**Problem statement:**
When checking the entries below, count every line with the word "trim", then give only that number.

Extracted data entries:
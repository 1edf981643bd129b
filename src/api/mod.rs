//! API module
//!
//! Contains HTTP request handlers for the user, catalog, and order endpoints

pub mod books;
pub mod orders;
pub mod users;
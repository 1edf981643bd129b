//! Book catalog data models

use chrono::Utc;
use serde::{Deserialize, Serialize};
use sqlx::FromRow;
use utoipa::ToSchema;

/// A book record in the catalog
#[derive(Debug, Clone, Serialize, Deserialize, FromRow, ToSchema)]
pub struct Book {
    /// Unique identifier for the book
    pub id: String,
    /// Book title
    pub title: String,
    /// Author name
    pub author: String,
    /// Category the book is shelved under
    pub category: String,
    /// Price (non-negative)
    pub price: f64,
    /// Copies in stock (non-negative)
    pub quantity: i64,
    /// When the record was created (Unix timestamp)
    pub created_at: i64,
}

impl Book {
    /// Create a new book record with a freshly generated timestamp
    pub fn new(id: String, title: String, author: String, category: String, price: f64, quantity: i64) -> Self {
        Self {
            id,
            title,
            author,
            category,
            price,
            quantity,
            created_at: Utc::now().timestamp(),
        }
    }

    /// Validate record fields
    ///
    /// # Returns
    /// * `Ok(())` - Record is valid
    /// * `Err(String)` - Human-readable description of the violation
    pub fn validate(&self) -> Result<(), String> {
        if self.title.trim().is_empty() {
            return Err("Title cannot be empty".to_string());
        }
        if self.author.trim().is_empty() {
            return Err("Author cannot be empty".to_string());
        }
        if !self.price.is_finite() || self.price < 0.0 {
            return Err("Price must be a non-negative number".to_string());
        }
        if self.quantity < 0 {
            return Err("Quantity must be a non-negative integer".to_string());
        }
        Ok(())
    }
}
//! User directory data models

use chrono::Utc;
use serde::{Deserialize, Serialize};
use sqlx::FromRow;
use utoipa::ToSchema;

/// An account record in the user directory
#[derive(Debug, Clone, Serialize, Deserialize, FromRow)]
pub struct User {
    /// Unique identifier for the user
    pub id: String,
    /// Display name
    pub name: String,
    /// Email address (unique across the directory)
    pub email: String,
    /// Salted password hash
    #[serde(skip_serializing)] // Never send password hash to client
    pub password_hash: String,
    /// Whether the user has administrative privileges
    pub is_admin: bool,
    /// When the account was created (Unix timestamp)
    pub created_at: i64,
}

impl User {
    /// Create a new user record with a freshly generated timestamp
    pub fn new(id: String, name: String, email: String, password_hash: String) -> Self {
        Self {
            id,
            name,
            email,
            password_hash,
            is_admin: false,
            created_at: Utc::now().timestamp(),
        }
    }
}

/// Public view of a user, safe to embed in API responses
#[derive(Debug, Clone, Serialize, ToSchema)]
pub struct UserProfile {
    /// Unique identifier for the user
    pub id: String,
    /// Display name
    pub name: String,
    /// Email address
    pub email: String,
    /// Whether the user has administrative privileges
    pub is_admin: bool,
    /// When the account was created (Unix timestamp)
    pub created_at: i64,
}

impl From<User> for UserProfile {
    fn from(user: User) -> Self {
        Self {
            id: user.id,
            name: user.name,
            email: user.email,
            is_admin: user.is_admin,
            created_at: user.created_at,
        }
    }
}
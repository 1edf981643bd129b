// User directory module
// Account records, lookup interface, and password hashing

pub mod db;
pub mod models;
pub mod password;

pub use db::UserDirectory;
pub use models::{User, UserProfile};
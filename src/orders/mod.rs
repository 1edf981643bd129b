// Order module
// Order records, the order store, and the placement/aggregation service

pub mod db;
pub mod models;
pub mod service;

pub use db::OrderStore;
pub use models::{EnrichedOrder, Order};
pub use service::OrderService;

---

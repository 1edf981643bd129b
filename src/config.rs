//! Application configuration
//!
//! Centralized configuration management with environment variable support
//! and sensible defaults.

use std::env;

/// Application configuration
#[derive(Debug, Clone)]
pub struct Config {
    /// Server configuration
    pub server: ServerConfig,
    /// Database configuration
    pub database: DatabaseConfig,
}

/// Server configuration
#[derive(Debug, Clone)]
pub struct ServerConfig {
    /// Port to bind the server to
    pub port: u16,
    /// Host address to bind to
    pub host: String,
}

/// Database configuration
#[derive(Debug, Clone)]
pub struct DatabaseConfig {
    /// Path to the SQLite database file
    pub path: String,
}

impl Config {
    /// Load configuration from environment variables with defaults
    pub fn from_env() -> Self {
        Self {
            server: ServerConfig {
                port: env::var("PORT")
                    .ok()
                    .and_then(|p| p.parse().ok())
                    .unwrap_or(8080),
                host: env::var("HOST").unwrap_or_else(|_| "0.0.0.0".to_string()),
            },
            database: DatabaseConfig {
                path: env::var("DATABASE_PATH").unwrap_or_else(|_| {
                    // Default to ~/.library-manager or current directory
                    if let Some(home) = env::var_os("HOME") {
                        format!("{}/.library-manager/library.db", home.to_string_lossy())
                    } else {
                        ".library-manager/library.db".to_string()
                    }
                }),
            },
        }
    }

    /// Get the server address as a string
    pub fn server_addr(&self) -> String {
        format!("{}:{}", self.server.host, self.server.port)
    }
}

**Reply to the task:**
2